Which lines of the material contain the word "existing"? Show each one.

============================================================

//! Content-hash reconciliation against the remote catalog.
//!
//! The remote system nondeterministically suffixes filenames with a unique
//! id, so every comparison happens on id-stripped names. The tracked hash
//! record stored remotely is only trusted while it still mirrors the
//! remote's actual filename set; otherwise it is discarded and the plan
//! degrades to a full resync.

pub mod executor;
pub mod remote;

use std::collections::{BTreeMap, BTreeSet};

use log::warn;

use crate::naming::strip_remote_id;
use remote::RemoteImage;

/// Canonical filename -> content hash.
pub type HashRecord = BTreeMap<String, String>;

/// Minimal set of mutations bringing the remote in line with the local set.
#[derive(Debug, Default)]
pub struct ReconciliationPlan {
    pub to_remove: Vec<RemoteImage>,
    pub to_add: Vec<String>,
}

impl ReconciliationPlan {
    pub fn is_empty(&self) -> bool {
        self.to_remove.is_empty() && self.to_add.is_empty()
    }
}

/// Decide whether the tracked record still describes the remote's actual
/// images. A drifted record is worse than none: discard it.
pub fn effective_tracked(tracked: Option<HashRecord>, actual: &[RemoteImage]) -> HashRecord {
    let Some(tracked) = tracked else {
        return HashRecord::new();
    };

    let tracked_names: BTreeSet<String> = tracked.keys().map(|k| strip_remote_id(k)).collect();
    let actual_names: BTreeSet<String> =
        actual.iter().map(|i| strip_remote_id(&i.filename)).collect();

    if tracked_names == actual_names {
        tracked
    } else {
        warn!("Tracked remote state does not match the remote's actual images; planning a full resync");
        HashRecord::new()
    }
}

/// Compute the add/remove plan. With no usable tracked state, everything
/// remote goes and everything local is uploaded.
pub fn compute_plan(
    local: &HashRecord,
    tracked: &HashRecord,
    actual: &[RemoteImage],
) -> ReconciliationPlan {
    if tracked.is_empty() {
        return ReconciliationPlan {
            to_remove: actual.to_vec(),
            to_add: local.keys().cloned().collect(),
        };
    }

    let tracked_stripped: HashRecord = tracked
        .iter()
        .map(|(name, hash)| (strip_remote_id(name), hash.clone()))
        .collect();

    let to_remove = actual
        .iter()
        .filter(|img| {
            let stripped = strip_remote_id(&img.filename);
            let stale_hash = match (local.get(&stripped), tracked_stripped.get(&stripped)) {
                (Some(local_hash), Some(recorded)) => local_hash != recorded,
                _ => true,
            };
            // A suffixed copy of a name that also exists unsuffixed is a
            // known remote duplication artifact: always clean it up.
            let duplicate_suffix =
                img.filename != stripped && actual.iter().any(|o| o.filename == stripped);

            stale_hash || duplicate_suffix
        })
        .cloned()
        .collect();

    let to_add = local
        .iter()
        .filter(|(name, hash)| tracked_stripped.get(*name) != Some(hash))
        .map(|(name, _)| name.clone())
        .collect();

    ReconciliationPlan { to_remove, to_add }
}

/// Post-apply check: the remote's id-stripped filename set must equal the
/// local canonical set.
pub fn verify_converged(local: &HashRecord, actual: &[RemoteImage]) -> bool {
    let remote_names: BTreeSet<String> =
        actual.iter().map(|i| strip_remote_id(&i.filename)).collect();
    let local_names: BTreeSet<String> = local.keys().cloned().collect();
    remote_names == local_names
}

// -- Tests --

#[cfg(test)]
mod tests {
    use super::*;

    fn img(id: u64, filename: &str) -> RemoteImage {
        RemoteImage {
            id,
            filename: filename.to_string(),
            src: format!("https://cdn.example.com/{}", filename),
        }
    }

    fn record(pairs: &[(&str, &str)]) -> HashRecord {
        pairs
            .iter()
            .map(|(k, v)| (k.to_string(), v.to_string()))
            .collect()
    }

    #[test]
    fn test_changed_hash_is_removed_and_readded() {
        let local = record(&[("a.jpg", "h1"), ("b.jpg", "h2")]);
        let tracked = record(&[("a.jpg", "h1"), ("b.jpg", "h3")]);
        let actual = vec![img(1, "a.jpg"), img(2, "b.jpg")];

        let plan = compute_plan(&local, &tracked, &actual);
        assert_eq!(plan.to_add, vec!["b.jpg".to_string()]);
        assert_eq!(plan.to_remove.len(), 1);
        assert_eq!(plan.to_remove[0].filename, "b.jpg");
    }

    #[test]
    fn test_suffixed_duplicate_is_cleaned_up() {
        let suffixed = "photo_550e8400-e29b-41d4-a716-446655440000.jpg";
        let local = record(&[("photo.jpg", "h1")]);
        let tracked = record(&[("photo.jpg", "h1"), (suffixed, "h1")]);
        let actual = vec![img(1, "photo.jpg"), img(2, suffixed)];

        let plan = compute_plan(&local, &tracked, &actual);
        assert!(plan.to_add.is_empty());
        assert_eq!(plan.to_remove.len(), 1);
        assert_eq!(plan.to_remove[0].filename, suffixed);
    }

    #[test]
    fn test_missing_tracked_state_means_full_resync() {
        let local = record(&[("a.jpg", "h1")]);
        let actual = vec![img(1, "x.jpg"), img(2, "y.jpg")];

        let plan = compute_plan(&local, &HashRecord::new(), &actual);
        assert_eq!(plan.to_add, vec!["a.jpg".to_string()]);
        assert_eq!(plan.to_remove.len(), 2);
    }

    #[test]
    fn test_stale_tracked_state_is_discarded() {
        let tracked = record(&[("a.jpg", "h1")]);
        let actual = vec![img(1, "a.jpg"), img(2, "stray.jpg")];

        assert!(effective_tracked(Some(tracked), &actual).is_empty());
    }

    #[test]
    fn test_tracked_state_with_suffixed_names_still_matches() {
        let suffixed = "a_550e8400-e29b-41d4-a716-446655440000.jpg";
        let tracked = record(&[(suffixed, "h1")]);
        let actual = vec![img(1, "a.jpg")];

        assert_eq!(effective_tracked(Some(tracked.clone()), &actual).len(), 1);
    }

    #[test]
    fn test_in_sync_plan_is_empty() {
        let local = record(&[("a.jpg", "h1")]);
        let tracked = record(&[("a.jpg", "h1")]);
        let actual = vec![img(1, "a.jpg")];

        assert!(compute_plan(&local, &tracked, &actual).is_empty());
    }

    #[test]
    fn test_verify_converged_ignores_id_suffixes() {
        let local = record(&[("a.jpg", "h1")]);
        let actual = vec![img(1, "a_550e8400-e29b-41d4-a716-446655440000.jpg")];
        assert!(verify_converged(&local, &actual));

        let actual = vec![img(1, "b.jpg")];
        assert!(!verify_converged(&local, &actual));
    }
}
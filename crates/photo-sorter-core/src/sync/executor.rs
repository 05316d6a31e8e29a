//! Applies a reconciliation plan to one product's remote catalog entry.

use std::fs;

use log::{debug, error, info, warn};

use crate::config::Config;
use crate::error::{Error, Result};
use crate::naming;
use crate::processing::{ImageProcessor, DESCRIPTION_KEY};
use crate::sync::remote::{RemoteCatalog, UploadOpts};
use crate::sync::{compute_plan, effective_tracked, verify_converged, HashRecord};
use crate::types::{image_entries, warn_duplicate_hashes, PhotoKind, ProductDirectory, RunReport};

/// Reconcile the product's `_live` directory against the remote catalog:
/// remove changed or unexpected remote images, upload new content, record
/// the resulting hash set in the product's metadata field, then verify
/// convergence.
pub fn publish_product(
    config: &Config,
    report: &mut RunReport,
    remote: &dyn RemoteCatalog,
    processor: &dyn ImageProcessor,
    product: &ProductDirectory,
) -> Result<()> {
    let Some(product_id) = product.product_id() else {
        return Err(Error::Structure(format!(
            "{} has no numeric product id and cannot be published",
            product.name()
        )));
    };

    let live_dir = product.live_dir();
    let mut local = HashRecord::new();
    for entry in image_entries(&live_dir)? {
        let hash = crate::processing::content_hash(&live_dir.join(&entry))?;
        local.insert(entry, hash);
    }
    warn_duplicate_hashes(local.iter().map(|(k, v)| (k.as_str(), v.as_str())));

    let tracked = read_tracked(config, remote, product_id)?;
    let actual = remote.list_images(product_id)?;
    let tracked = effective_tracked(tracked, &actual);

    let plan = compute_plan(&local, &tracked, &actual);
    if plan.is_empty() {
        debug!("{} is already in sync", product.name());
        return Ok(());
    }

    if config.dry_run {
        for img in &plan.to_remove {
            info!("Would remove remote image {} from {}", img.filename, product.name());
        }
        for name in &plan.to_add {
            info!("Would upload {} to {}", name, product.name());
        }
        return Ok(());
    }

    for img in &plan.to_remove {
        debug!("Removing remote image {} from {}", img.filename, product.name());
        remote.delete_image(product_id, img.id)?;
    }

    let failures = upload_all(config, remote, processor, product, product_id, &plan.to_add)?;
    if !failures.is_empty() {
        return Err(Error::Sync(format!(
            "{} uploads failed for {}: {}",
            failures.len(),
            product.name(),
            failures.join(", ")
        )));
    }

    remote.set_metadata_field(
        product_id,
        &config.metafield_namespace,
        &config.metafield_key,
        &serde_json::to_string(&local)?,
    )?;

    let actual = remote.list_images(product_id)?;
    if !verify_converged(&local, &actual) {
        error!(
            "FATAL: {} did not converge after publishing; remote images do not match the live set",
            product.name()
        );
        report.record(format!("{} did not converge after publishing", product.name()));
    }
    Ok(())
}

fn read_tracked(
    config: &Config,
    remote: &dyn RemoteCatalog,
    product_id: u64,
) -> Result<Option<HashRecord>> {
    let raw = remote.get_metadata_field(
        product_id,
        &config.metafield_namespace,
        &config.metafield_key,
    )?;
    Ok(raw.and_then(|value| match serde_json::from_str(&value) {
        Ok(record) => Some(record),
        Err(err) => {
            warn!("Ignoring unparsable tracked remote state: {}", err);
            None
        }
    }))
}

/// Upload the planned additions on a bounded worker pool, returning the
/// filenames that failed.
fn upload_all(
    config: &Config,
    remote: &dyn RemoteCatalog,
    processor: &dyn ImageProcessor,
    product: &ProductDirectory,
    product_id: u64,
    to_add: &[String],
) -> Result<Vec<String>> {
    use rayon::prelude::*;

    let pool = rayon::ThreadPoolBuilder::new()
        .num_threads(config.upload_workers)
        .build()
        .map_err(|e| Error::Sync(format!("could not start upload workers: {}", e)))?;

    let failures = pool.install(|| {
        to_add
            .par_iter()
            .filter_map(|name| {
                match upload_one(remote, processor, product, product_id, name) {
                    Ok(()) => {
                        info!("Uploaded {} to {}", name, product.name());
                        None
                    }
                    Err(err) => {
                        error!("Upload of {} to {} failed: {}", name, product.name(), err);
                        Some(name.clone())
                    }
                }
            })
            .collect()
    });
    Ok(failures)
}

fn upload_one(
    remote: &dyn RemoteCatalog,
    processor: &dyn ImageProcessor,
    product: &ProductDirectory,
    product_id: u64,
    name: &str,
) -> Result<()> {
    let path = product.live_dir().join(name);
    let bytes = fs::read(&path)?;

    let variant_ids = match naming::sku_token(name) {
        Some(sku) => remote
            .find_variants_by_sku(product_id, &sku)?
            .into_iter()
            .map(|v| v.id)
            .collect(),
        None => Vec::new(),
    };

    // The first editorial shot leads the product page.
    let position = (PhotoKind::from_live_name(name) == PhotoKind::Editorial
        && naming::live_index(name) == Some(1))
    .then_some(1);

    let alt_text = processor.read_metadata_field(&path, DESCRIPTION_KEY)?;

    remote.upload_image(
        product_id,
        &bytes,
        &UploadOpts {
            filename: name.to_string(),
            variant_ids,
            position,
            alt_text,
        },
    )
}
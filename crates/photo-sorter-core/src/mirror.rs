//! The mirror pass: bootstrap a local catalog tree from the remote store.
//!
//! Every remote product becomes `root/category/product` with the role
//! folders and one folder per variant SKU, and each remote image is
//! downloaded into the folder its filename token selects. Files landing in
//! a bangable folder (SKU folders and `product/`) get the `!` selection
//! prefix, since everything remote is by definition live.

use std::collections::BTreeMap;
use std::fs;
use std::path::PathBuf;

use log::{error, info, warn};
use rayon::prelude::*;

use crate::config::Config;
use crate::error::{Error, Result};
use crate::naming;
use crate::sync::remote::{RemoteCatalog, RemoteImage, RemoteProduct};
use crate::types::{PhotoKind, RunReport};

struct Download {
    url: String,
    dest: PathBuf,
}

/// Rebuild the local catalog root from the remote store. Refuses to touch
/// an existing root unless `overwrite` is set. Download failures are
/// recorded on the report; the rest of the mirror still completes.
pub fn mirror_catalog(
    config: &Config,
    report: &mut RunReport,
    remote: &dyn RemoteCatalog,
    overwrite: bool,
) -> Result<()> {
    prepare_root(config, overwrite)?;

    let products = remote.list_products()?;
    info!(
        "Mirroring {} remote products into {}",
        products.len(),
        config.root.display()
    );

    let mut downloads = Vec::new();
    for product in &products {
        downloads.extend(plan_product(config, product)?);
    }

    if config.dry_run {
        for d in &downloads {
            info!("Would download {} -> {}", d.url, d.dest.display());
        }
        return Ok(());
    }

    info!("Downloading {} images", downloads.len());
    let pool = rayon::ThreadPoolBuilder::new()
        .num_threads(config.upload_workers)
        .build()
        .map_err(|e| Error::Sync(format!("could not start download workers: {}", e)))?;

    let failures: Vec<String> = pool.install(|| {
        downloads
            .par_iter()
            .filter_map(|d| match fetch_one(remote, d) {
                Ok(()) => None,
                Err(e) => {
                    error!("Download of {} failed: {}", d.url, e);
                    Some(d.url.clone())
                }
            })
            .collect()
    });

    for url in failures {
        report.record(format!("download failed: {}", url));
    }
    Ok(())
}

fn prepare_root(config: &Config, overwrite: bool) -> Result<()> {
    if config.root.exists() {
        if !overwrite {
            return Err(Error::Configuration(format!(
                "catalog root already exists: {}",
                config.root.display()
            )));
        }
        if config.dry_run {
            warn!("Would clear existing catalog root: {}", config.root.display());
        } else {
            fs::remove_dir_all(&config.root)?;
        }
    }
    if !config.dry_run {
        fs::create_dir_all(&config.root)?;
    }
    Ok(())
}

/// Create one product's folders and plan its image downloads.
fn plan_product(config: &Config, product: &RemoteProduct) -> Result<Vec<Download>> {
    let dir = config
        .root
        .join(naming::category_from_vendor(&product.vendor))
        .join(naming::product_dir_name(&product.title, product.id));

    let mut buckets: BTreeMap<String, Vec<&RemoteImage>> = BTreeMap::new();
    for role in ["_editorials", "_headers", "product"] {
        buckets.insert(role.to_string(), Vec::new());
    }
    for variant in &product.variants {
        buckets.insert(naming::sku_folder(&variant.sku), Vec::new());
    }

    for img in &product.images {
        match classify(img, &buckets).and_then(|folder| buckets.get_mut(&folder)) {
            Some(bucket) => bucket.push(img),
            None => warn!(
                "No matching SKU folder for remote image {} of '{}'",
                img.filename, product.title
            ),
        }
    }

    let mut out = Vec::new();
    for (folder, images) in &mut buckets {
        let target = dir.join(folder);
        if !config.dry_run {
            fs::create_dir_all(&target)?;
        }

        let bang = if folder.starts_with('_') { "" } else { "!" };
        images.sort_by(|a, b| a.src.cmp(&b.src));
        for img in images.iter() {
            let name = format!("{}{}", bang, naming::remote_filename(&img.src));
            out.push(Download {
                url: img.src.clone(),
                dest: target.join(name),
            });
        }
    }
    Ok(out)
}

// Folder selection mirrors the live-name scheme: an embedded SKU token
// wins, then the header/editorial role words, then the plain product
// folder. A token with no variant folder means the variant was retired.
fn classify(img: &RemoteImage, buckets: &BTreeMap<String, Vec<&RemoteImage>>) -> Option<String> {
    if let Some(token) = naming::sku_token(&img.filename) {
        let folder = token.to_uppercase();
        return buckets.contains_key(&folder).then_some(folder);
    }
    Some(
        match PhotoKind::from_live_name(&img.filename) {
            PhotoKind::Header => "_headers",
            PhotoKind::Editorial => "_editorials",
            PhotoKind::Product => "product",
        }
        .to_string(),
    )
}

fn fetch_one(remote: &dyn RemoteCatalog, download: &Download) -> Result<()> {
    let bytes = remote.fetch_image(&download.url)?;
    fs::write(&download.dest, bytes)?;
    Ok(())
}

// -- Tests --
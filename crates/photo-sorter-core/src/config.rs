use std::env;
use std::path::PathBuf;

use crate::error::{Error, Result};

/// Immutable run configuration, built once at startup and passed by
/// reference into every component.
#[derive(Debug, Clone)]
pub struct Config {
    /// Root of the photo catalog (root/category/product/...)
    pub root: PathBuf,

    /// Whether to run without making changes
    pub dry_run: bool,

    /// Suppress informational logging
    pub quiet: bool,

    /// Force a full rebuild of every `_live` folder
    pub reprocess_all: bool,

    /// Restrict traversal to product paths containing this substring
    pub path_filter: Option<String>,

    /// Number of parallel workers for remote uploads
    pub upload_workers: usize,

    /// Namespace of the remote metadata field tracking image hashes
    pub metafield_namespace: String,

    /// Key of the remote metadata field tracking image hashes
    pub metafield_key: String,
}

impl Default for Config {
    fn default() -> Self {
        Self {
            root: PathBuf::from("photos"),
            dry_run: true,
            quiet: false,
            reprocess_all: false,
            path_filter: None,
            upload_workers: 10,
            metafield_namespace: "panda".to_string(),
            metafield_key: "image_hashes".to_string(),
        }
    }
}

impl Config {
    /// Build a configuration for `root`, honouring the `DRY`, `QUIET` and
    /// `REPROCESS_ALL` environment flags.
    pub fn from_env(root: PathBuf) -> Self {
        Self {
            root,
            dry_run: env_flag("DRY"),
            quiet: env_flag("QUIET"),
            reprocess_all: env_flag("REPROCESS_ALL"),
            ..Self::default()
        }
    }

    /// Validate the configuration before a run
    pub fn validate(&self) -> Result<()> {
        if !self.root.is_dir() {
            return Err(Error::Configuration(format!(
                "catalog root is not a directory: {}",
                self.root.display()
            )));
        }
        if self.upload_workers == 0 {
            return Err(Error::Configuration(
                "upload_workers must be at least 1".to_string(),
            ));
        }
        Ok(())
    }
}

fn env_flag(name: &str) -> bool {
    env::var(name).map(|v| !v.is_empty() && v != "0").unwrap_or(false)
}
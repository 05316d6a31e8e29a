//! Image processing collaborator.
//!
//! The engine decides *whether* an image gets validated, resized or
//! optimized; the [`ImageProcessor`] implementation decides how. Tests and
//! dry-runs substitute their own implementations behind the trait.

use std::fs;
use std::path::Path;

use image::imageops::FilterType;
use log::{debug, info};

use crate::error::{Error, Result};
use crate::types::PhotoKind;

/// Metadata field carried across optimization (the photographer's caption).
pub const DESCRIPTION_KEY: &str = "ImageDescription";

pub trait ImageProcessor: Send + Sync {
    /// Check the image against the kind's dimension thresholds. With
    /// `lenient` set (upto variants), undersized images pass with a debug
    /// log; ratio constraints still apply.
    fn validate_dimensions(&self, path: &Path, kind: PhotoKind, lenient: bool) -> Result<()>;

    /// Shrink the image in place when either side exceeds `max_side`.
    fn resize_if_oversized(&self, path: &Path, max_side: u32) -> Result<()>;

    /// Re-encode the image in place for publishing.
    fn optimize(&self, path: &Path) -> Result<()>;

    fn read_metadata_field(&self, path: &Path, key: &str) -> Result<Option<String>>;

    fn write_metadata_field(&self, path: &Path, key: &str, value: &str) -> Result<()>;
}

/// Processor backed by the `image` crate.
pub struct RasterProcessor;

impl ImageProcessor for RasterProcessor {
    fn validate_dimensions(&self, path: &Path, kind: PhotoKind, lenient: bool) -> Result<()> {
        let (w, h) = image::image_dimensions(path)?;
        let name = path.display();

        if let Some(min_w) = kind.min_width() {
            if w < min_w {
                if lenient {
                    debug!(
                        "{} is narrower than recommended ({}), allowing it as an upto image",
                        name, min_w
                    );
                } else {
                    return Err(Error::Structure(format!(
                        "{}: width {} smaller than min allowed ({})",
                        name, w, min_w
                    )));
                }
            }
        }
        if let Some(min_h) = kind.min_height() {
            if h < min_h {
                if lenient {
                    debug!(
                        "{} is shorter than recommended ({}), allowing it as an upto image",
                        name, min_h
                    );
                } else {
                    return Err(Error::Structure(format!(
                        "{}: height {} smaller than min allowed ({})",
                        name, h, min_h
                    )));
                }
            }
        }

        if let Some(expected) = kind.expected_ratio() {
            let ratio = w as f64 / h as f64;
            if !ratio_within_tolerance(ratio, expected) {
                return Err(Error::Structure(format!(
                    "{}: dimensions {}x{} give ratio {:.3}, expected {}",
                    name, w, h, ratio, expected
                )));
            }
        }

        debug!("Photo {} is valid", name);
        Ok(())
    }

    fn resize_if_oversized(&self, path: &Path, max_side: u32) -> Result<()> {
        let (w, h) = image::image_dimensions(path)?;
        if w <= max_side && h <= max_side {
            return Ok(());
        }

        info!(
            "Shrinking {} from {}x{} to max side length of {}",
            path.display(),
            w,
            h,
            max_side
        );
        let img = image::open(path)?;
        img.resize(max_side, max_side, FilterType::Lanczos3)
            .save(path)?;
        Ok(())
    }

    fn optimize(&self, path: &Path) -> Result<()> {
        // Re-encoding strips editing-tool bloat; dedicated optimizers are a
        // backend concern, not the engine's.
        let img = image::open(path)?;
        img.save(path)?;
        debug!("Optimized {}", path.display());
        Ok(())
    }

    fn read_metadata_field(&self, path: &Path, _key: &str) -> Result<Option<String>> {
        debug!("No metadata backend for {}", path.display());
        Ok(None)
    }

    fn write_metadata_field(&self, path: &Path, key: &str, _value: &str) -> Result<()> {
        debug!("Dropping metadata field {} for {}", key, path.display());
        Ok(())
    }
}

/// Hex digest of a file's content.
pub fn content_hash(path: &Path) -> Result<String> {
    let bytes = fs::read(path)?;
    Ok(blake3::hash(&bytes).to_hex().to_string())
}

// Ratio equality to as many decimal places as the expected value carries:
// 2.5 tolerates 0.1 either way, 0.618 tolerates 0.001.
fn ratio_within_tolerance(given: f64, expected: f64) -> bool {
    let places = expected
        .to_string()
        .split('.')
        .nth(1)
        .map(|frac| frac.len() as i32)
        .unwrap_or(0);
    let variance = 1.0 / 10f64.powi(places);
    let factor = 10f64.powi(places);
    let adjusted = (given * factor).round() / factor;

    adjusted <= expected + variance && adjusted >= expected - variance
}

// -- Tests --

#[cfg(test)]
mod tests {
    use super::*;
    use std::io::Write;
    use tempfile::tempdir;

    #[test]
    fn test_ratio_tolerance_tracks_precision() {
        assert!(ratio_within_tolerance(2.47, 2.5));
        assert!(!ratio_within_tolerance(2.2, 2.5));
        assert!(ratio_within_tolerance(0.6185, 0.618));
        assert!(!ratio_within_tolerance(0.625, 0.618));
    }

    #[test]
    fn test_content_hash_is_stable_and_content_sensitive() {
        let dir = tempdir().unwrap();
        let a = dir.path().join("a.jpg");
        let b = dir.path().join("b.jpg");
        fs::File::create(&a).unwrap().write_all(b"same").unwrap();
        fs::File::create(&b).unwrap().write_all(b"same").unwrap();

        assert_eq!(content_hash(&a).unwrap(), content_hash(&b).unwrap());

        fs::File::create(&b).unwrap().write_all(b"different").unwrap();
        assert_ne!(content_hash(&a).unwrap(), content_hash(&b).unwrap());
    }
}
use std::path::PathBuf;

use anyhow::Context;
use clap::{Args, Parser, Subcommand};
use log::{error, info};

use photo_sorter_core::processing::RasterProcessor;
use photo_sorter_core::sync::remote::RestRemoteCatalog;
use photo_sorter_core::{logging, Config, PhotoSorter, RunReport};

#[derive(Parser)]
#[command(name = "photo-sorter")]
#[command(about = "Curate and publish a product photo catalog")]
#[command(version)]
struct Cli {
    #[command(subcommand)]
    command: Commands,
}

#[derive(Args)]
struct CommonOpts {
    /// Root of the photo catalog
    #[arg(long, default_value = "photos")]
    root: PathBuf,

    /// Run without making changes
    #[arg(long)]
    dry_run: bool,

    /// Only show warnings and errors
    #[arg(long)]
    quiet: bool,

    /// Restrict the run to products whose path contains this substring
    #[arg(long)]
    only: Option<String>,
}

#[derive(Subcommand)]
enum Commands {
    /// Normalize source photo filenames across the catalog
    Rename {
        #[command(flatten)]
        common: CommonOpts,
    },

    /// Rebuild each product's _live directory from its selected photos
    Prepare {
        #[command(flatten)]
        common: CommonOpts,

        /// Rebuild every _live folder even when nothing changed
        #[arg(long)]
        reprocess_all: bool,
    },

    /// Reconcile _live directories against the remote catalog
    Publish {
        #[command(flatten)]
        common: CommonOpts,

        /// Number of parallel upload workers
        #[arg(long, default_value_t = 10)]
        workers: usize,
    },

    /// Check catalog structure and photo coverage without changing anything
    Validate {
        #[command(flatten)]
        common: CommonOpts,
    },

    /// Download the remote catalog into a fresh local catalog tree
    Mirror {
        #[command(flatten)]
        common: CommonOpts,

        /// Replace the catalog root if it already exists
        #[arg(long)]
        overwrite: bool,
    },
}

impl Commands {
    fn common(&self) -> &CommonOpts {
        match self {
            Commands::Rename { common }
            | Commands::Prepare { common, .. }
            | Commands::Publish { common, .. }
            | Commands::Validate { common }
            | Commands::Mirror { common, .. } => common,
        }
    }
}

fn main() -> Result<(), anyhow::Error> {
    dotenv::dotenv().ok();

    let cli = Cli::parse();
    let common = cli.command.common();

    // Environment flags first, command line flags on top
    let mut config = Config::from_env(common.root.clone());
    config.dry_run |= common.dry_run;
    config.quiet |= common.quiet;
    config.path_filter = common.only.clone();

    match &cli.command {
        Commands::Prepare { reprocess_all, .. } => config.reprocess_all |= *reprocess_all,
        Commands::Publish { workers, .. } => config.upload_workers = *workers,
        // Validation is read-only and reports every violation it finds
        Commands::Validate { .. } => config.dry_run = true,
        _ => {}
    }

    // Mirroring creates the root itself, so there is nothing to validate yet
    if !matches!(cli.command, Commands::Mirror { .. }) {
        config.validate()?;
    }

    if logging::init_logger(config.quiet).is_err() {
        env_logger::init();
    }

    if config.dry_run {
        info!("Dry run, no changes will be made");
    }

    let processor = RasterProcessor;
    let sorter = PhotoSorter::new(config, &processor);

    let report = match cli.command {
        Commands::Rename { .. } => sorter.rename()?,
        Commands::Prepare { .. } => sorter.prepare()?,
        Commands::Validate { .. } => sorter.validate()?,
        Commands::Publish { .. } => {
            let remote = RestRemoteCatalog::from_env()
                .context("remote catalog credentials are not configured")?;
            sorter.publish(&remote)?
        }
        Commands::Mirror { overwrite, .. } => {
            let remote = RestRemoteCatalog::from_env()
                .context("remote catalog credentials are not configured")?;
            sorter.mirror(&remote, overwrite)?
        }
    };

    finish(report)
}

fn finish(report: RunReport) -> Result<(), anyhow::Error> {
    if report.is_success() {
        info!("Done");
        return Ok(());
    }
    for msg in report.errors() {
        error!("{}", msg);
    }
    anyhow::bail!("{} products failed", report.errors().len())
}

============================================================

◆ **Task answer**:
/// an existing root unless `overwrite` is set. Download failures are
            warn!("Would clear existing catalog root: {}", config.root.display());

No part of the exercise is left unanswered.